ALMACLARA | CRÍTICA

Músicas para una encrucijada

Almaclara en la Sala Cero.

Almaclara en la Sala Cero. / Ignacio Díaz Pérez

Cercanas en el tiempo, pero distantes en el ánimo que las impulsa, las dos obras de este concierto reflejan la cara y la cruz de la cultura y de la vida europea entre 1930 y 1945. Nacida en su feliz etapa parisina de los años treinta, la Partita de Vitêzslava Kaprálova es la obra de una superdotada veinteañera que absorbe en la capital francesa todo el espíritu alegre, burlón e irónico amparado por la enorme sombra de Stravinski y su mirada deformada hacia el Clasicismo. Con ese impulso antirromántico abordó el Allegro energico el grupo Almaclara, con fraseo irónico, sonidos voluntariamente ásperos en las cuerdas, golpes cortos de arco, staccato bien marcado y un piano percutivo que apenas usaba el pedal para evitar una sonoridad ampulosa. Cambio de color, más cálido, para un Andantino declamado de forma ensoñadora, pero sin caer en un sonido dulce. Con escaso vibrato en las cuerdas y un piano incisivo perfectamente integrado en el quinteto de cuerdas, el Presto (Scherzando) final llevó al clímax de la energía y del desenfado expresivo.

Sólo unos años después, en 1945, Richard Strauss eleva un lamento por la destrucción de la cultura europea simbolizada en el bombardeo sobre el teatro de ópera de Munich, donde tantas óperas suyas se habían estrenado. Es el fin de la ilusión, la abrupta e irreversible constatación de que todo se derrumbaba, que el sueño del Reich de los Mil Años había acabado en la más cruel de las pesadillas. Strauss toma unas pocas notas de la marcha fúnebre de la tercera sinfonía de Beethoven y sobre ellas eleva un impresionante arco lleno de desesperación, de tristeza, de arrepentimiento, quizá de autorreproche por no haber sabido ver en su momento hacia donde conducía la política alemana con la que el mismo Strauss fue tan condescendiente. Es, a su manera, un mea culpa que hoy día nos sigue conmoviendo en lo más profundo porque, por desgracia, siempre hay motivos para mirar con desesperación al género humano. 
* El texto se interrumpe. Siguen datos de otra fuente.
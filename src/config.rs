//! Game configuration loaded from TOML.

use derive_getters::Getters;
use derive_more::{Display, Error};
use derive_setters::Setters;
use kwanduh_board::MatrixConfig;
use serde::{Deserialize, Serialize};
use std::path::{Path, PathBuf};
use tracing::{debug, info, instrument};

/// Smallest board a game can be played on.
pub const MIN_BOARD_SIZE: usize = 3;
/// Largest board a game can be played on.
pub const MAX_BOARD_SIZE: usize = 8;

// ─────────────────────────────────────────────────────────────
//  Difficulty & Scoring
// ─────────────────────────────────────────────────────────────

/// Difficulty level; sets the base score once a game has completed.
#[derive(
    Debug,
    Clone,
    Copy,
    PartialEq,
    Eq,
    Hash,
    Default,
    Serialize,
    Deserialize,
    strum::Display,
    strum::EnumString,
    strum::EnumIter,
)]
#[serde(rename_all = "lowercase")]
#[strum(serialize_all = "lowercase", ascii_case_insensitive)]
pub enum Difficulty {
    /// No base score.
    Easy,
    /// Base score of 5.
    #[default]
    Normal,
    /// Base score of 10.
    Hard,
}

impl Difficulty {
    /// Score granted before any bonus or penalty.
    pub fn base_score(self) -> i64 {
        match self {
            Self::Easy => 0,
            Self::Normal => 5,
            Self::Hard => 10,
        }
    }
}

/// Bonus and penalty weights for the running score.
#[derive(Debug, Clone, Copy, PartialEq, Eq, Serialize, Deserialize)]
#[serde(default)]
pub struct ScoringConfig {
    /// Added per game won.
    pub bonus_per_win: i64,
    /// Subtracted per game lost.
    pub penalty_per_loss: i64,
    /// Added per correct answer.
    pub bonus_per_right: i64,
    /// Subtracted per wrong answer.
    pub penalty_per_wrong: i64,
    /// Subtracted per replaced challenge.
    pub penalty_per_replaced: i64,
}

impl Default for ScoringConfig {
    fn default() -> Self {
        Self {
            bonus_per_win: 10,
            penalty_per_loss: 2,
            bonus_per_right: 1,
            penalty_per_wrong: 1,
            penalty_per_replaced: 1,
        }
    }
}

// ─────────────────────────────────────────────────────────────
//  Layout Policy
// ─────────────────────────────────────────────────────────────

/// Which generator settings apply to which board size.
#[derive(Debug, Clone, Copy, PartialEq, Eq, Serialize, Deserialize)]
#[serde(default)]
pub struct LayoutPolicy {
    /// Used for boards of size 3 and below.
    pub small_board: MatrixConfig,
    /// Used for every larger board.
    pub large_board: MatrixConfig,
}

impl LayoutPolicy {
    /// Settings for a board of `size`.
    pub fn for_size(&self, size: usize) -> &MatrixConfig {
        if size <= MIN_BOARD_SIZE {
            &self.small_board
        } else {
            &self.large_board
        }
    }
}

impl Default for LayoutPolicy {
    fn default() -> Self {
        Self {
            small_board: MatrixConfig::small_board(),
            large_board: MatrixConfig::large_board(),
        }
    }
}

// ─────────────────────────────────────────────────────────────
//  Game Config
// ─────────────────────────────────────────────────────────────

/// Everything a player can tune without touching content.
#[derive(Debug, Clone, PartialEq, Getters, Setters, Serialize, Deserialize)]
#[setters(prefix = "with_")]
pub struct GameConfig {
    /// Board side length.
    #[serde(default = "default_board_size")]
    board_size: usize,

    /// Topics in play; empty means every topic in the content.
    #[serde(default)]
    topics: Vec<String>,

    /// Seed for a reproducible random source.
    #[serde(default)]
    seed: Option<u64>,

    /// Difficulty level.
    #[serde(default)]
    difficulty: Difficulty,

    /// Score weights.
    #[serde(default)]
    scoring: ScoringConfig,

    /// Generator settings per board size.
    #[serde(default)]
    layout: LayoutPolicy,

    /// Content file; seed content is used when absent.
    #[serde(default)]
    content_path: Option<PathBuf>,

    /// Directory the snapshot store writes into.
    #[serde(default = "default_state_dir")]
    state_dir: PathBuf,
}

#[instrument]
fn default_board_size() -> usize {
    4
}

#[instrument]
fn default_state_dir() -> PathBuf {
    PathBuf::from(".kwanduh")
}

impl Default for GameConfig {
    fn default() -> Self {
        Self {
            board_size: default_board_size(),
            topics: Vec::new(),
            seed: None,
            difficulty: Difficulty::default(),
            scoring: ScoringConfig::default(),
            layout: LayoutPolicy::default(),
            content_path: None,
            state_dir: default_state_dir(),
        }
    }
}

impl GameConfig {
    /// Parses and validates configuration from TOML text.
    #[instrument(skip(content), fields(bytes = content.len()))]
    pub fn from_toml(content: &str) -> Result<Self, ConfigError> {
        let config: Self = toml::from_str(content)
            .map_err(|e| ConfigError::new(format!("Failed to parse config: {}", e)))?;
        config.validate()?;
        debug!(board_size = config.board_size, difficulty = %config.difficulty, "Config parsed");
        Ok(config)
    }

    /// Loads configuration from a TOML file.
    #[instrument(skip(path), fields(path = %path.as_ref().display()))]
    pub fn from_file(path: impl AsRef<Path>) -> Result<Self, ConfigError> {
        debug!("Loading config from file");
        let content = std::fs::read_to_string(path.as_ref())
            .map_err(|e| ConfigError::new(format!("Failed to read config file: {}", e)))?;
        let config = Self::from_toml(&content)?;
        info!(board_size = config.board_size, "Config loaded successfully");
        Ok(config)
    }

    /// Loads `path` if it exists, otherwise returns the defaults.
    #[instrument(skip(path), fields(path = %path.as_ref().display()))]
    pub fn load_or_default(path: impl AsRef<Path>) -> Result<Self, ConfigError> {
        if path.as_ref().exists() {
            Self::from_file(path)
        } else {
            info!("No config file, using defaults");
            Ok(Self::default())
        }
    }

    /// Checks board size bounds and both generator settings.
    #[instrument(skip(self))]
    pub fn validate(&self) -> Result<(), ConfigError> {
        if !(MIN_BOARD_SIZE..=MAX_BOARD_SIZE).contains(&self.board_size) {
            return Err(ConfigError::new(format!(
                "board_size {} must be between {} and {}",
                self.board_size, MIN_BOARD_SIZE, MAX_BOARD_SIZE
            )));
        }
        self.layout
            .small_board
            .validate()
            .map_err(|e| ConfigError::new(format!("small_board: {}", e)))?;
        self.layout
            .large_board
            .validate()
            .map_err(|e| ConfigError::new(format!("large_board: {}", e)))?;
        Ok(())
    }
}

/// Configuration error.
#[derive(Debug, Clone, Display, Error)]
#[display("Config error: {} at {}:{}", message, file, line)]
pub struct ConfigError {
    /// Error message.
    pub message: String,
    /// Line number where error occurred.
    pub line: u32,
    /// Source file where error occurred.
    pub file: &'static str,
}

impl ConfigError {
    /// Creates a new config error with caller location tracking.
    #[track_caller]
    #[instrument(skip(message))]
    pub fn new(message: impl Into<String>) -> Self {
        let loc = std::panic::Location::caller();
        Self {
            message: message.into(),
            line: loc.line(),
            file: loc.file(),
        }
    }
}
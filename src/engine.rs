//! The engine: inventory, session and random source owned together.
//!
//! Callers drive a run of games through an [`Engine`]. Before content is
//! loaded they hold an [`EngineHandle::NotReady`] and every operation
//! answers [`SessionError::NotReady`].

use crate::config::{Difficulty, GameConfig, ScoringConfig};
use crate::session::{GameSession, MoveOutcome, PlayState, SessionError};
use chrono::{DateTime, Utc};
use derive_more::{Display, From};
use kwanduh_board::Coordinate;
use kwanduh_inventory::{
    Challenge, ChallengeIndex, ChallengeInventory, InventorySnapshot, PlayData, SnapshotError,
};
use rand::rngs::StdRng;
use rand::{Rng, SeedableRng};
use serde::{Deserialize, Serialize};
use std::time::Duration;
use tracing::{debug, error, info, instrument, warn};

/// Version stamped into every snapshot.
pub const SNAPSHOT_VERSION: &str = env!("CARGO_PKG_VERSION");

/// Everything mutable about an engine, ready for a store.
#[derive(Debug, Clone, PartialEq, Eq, Serialize, Deserialize)]
pub struct EngineSnapshot {
    /// Package version that wrote the snapshot.
    pub version: String,
    /// When the snapshot was taken.
    pub saved_at: DateTime<Utc>,
    /// Challenge statuses, counters and answer log.
    pub inventory: InventorySnapshot,
    /// Board and counters.
    pub session: GameSession,
}

/// A snapshot that cannot be turned back into an engine.
#[derive(Debug, Clone, PartialEq, Eq, Display, From)]
pub enum RestoreError {
    /// The inventory half does not fit the content.
    #[display("Inventory snapshot rejected: {}", _0)]
    #[from]
    Inventory(SnapshotError),

    /// The session half is malformed.
    #[display("Session snapshot rejected: {}", _0)]
    #[from]
    Session(SessionError),

    /// Session and inventory are each valid but disagree.
    #[display("Session disagrees with inventory: {:?}", _0)]
    Diverged(Vec<String>),
}

impl std::error::Error for RestoreError {}

/// Owns the inventory, session and random source for one player.
#[derive(Debug)]
pub struct Engine<R = StdRng> {
    inventory: ChallengeInventory,
    session: GameSession,
    rng: R,
    scoring: ScoringConfig,
    difficulty: Difficulty,
}

impl Engine<StdRng> {
    /// Builds a fresh engine seeded from the config, or from entropy.
    #[instrument(skip(play_data, config))]
    pub fn from_config(play_data: &PlayData, config: &GameConfig) -> Self {
        Self::new(play_data, config, rng_for(config))
    }

    /// Restores an engine from a snapshot, seeding like [`Engine::from_config`].
    #[instrument(skip(play_data, snapshot, config))]
    pub fn restore_from_config(
        play_data: &PlayData,
        snapshot: EngineSnapshot,
        config: &GameConfig,
    ) -> Result<Self, RestoreError> {
        Self::restore(play_data, snapshot, config, rng_for(config))
    }
}

fn rng_for(config: &GameConfig) -> StdRng {
    match config.seed() {
        Some(seed) => {
            debug!(seed, "Seeded random source");
            StdRng::seed_from_u64(*seed)
        }
        None => StdRng::from_os_rng(),
    }
}

impl<R: Rng> Engine<R> {
    /// Builds a fresh engine over `play_data`.
    #[instrument(skip(play_data, config, rng))]
    pub fn new(play_data: &PlayData, config: &GameConfig, rng: R) -> Self {
        let inventory = ChallengeInventory::new(play_data);
        info!(challenges = inventory.len(), "Engine created");
        Self {
            inventory,
            session: GameSession::with_layouts(*config.layout()),
            rng,
            scoring: *config.scoring(),
            difficulty: *config.difficulty(),
        }
    }

    /// Rebuilds an engine from a snapshot taken over the same content.
    ///
    /// # Errors
    ///
    /// Rejects an inventory that does not fit `play_data`, a session whose
    /// grids are malformed, and a pair that disagree about any cell or counter.
    #[instrument(skip(play_data, snapshot, config, rng), fields(version = %snapshot.version))]
    pub fn restore(
        play_data: &PlayData,
        snapshot: EngineSnapshot,
        config: &GameConfig,
        rng: R,
    ) -> Result<Self, RestoreError> {
        let inventory = ChallengeInventory::from_snapshot(play_data, snapshot.inventory)?;
        let mut session = snapshot.session;
        session.check_shape()?;
        session.set_layouts(*config.layout());

        let issues = session.check_against_inventory(&inventory);
        if !issues.is_empty() {
            warn!(?issues, "Restored session disagrees with inventory");
            return Err(RestoreError::Diverged(
                issues.into_iter().map(|issue| issue.description).collect(),
            ));
        }
        info!(
            game_number = session.game_number(),
            play_state = %session.play_state(),
            "Engine restored"
        );
        Ok(Self {
            inventory,
            session,
            rng,
            scoring: *config.scoring(),
            difficulty: *config.difficulty(),
        })
    }

    /// Deals a new board, abandoning any game still in progress.
    ///
    /// An empty `topics` slice means every topic in the content.
    #[instrument(skip(self))]
    pub fn start_game(&mut self, size: usize, topics: &[String]) -> Result<(), SessionError> {
        if *self.session.play_state() == PlayState::PlayingNow {
            info!("Abandoning game in progress");
            self.session
                .teardown_after_game(&mut self.inventory, PlayState::JustAbandoned)?;
        }
        let topics = if topics.is_empty() {
            self.inventory.topic_names()
        } else {
            topics.to_vec()
        };
        self.session
            .setup_for_new_game(&mut self.inventory, size, &topics, &mut self.rng)
    }

    /// Answers `cell`; a decided game is torn down before returning.
    #[instrument(skip(self, answer))]
    pub fn play(
        &mut self,
        cell: Coordinate,
        answer: &str,
        elapsed: Duration,
    ) -> Result<MoveOutcome, SessionError> {
        let outcome = self
            .session
            .apply_move(&mut self.inventory, cell, answer, elapsed)?;
        self.check_consistency();
        if let Some(final_state) = outcome.final_state() {
            self.session
                .teardown_after_game(&mut self.inventory, final_state)?;
        }
        Ok(outcome)
    }

    /// Spends a gimmee on `cell`. `Ok(None)` when none are left.
    #[instrument(skip(self))]
    pub fn replace(&mut self, cell: Coordinate) -> Result<Option<ChallengeIndex>, SessionError> {
        self.session.request_replacement(&mut self.inventory, cell)
    }

    /// Ends the live game in `final_state`.
    #[instrument(skip(self))]
    pub fn finish(&mut self, final_state: PlayState) -> Result<usize, SessionError> {
        self.session
            .teardown_after_game(&mut self.inventory, final_state)
    }

    fn check_consistency(&self) {
        let issues = self.session.check_against_inventory(&self.inventory);
        if !issues.is_empty() {
            error!(?issues, "Session and inventory diverged");
            debug_assert!(issues.is_empty(), "session/inventory divergence: {:?}", issues);
        }
    }

    /// Current score under the configured weights and difficulty.
    pub fn score(&self) -> u64 {
        self.session.total_score(&self.scoring, self.difficulty)
    }

    /// The challenge bound to `cell`, if any.
    pub fn challenge_at(&self, cell: Coordinate) -> Option<&Challenge> {
        self.session
            .challenge_at(cell)
            .and_then(|index| self.inventory.challenge(index))
    }

    /// The inventory.
    pub fn inventory(&self) -> &ChallengeInventory {
        &self.inventory
    }

    /// The session.
    pub fn session(&self) -> &GameSession {
        &self.session
    }

    /// Grants extra gimmees.
    pub fn add_gimmees(&mut self, count: usize) {
        self.session.add_gimmees(count);
    }

    /// Captures the mutable state.
    #[instrument(skip(self))]
    pub fn snapshot(&self) -> EngineSnapshot {
        EngineSnapshot {
            version: SNAPSHOT_VERSION.to_string(),
            saved_at: Utc::now(),
            inventory: self.inventory.snapshot(),
            session: self.session.clone(),
        }
    }
}

// ─────────────────────────────────────────────────────────────
//  Handle
// ─────────────────────────────────────────────────────────────

/// An engine that may not exist yet.
#[derive(Debug)]
pub enum EngineHandle<R = StdRng> {
    /// Content has not been loaded.
    NotReady,
    /// The engine is live.
    Ready(Box<Engine<R>>),
}

impl<R> Default for EngineHandle<R> {
    fn default() -> Self {
        Self::NotReady
    }
}

impl<R> EngineHandle<R> {
    /// Installs `engine`, replacing any previous one.
    pub fn load(&mut self, engine: Engine<R>) {
        *self = Self::Ready(Box::new(engine));
    }

    /// True once an engine is installed.
    pub fn is_ready(&self) -> bool {
        matches!(self, Self::Ready(_))
    }

    /// The engine, or `NotReady`.
    pub fn ready(&self) -> Result<&Engine<R>, SessionError> {
        match self {
            Self::Ready(engine) => Ok(&**engine),
            Self::NotReady => Err(SessionError::NotReady),
        }
    }

    /// The engine mutably, or `NotReady`.
    pub fn ready_mut(&mut self) -> Result<&mut Engine<R>, SessionError> {
        match self {
            Self::Ready(engine) => Ok(&mut **engine),
            Self::NotReady => Err(SessionError::NotReady),
        }
    }
}

#[cfg(test)]
mod tests {
    use super::*;
    use kwanduh_inventory::{ChallengeStatus, seed_play_data};

    fn engine(seed: u64) -> (Engine, PlayData) {
        let data = seed_play_data(&["History", "Science", "Music"], 30);
        let config = GameConfig::default().with_seed(Some(seed));
        (Engine::from_config(&data, &config), data)
    }

    #[test]
    fn test_handle_not_ready() {
        let mut handle: EngineHandle = EngineHandle::default();
        assert!(!handle.is_ready());
        assert!(matches!(handle.ready(), Err(SessionError::NotReady)));
        assert!(matches!(handle.ready_mut(), Err(SessionError::NotReady)));

        let (engine, _) = engine(1);
        handle.load(engine);
        assert!(handle.ready().is_ok());
    }

    #[test]
    fn test_start_game_uses_all_topics_when_none_given() {
        let (mut engine, _) = engine(2);
        engine.start_game(4, &[]).unwrap();
        assert_eq!(engine.session().topics_in_play().len(), 3);
    }

    #[test]
    fn test_start_game_abandons_running_game() {
        let (mut engine, _) = engine(3);
        engine.start_game(4, &[]).unwrap();
        engine.start_game(5, &[]).unwrap();
        assert_eq!(*engine.session().game_number(), 1);
        assert_eq!(*engine.session().board_size(), 5);
        let open = engine
            .session()
            .cell_state()
            .count(|s| *s == kwanduh_board::GameCellState::Unplayed);
        assert_eq!(engine.inventory().count(ChallengeStatus::Allocated), open);
    }

    #[test]
    fn test_snapshot_restores_same_state() {
        let (mut engine, data) = engine(4);
        engine.start_game(3, &[]).unwrap();
        let corner = Coordinate::new(0, 0);
        let answer = engine.challenge_at(corner).unwrap().correct.clone();
        engine.play(corner, &answer, Duration::from_secs(4)).unwrap();

        let snapshot = engine.snapshot();
        let restored = Engine::restore_from_config(&data, snapshot.clone(), &GameConfig::default())
            .unwrap();
        assert_eq!(restored.session(), engine.session());
        assert_eq!(restored.inventory().snapshot(), snapshot.inventory);
    }

    #[test]
    fn test_restore_rejects_mismatched_grids() {
        let (mut engine, data) = engine(5);
        engine.start_game(4, &[]).unwrap();
        let mut snapshot = engine.snapshot();
        let mut json = serde_json::to_value(&snapshot.session).unwrap();
        json["board"] = serde_json::json!([[null, null, null], [null, null, null], [null, null, null]]);
        snapshot.session = serde_json::from_value(json).unwrap();

        let err = Engine::restore_from_config(&data, snapshot, &GameConfig::default()).unwrap_err();
        assert_eq!(
            err,
            RestoreError::Session(SessionError::MalformedGrid {
                grid: "board",
                expected: 4,
                found: 3,
            })
        );
    }

    #[test]
    fn test_restore_rejects_session_without_its_allocations() {
        let (fresh, data) = engine(6);
        let (mut live, _) = engine(6);
        live.start_game(4, &[]).unwrap();
        let mut snapshot = live.snapshot();
        snapshot.inventory = fresh.snapshot().inventory;

        let err = Engine::restore_from_config(&data, snapshot, &GameConfig::default()).unwrap_err();
        assert!(matches!(err, RestoreError::Diverged(issues) if !issues.is_empty()));
    }
}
En versión para septeto de cuerdas de Rudolf Leopold, las integrantes de Almaclara se enfundaron desde el principio en un más que notable sonido muy empastado, cálido, denso y lleno de matices merced a las intervenciones individuales. Cabe destacar la intensidad del fraseo de Beatriz González en la primera aparición del tema lírico en el violonchelo, tema recurrente que fue pasando por la calidez del sonido de la viola de Ana García y por el violín (al que le falto un poco más de brillo e intensidad) de Inés Montero. A pesar de que debe ser difícil cuando se aborda este pieza, el grupo supo contener la emotividad en el fraseo para optar por graduar la dinámicas con carácter expresivo. A este respecto fue sensacional la manera de graduar el sonido por debajo del piano en las últimas frases, en un morendo que nunca como aquí tuvo más sentido.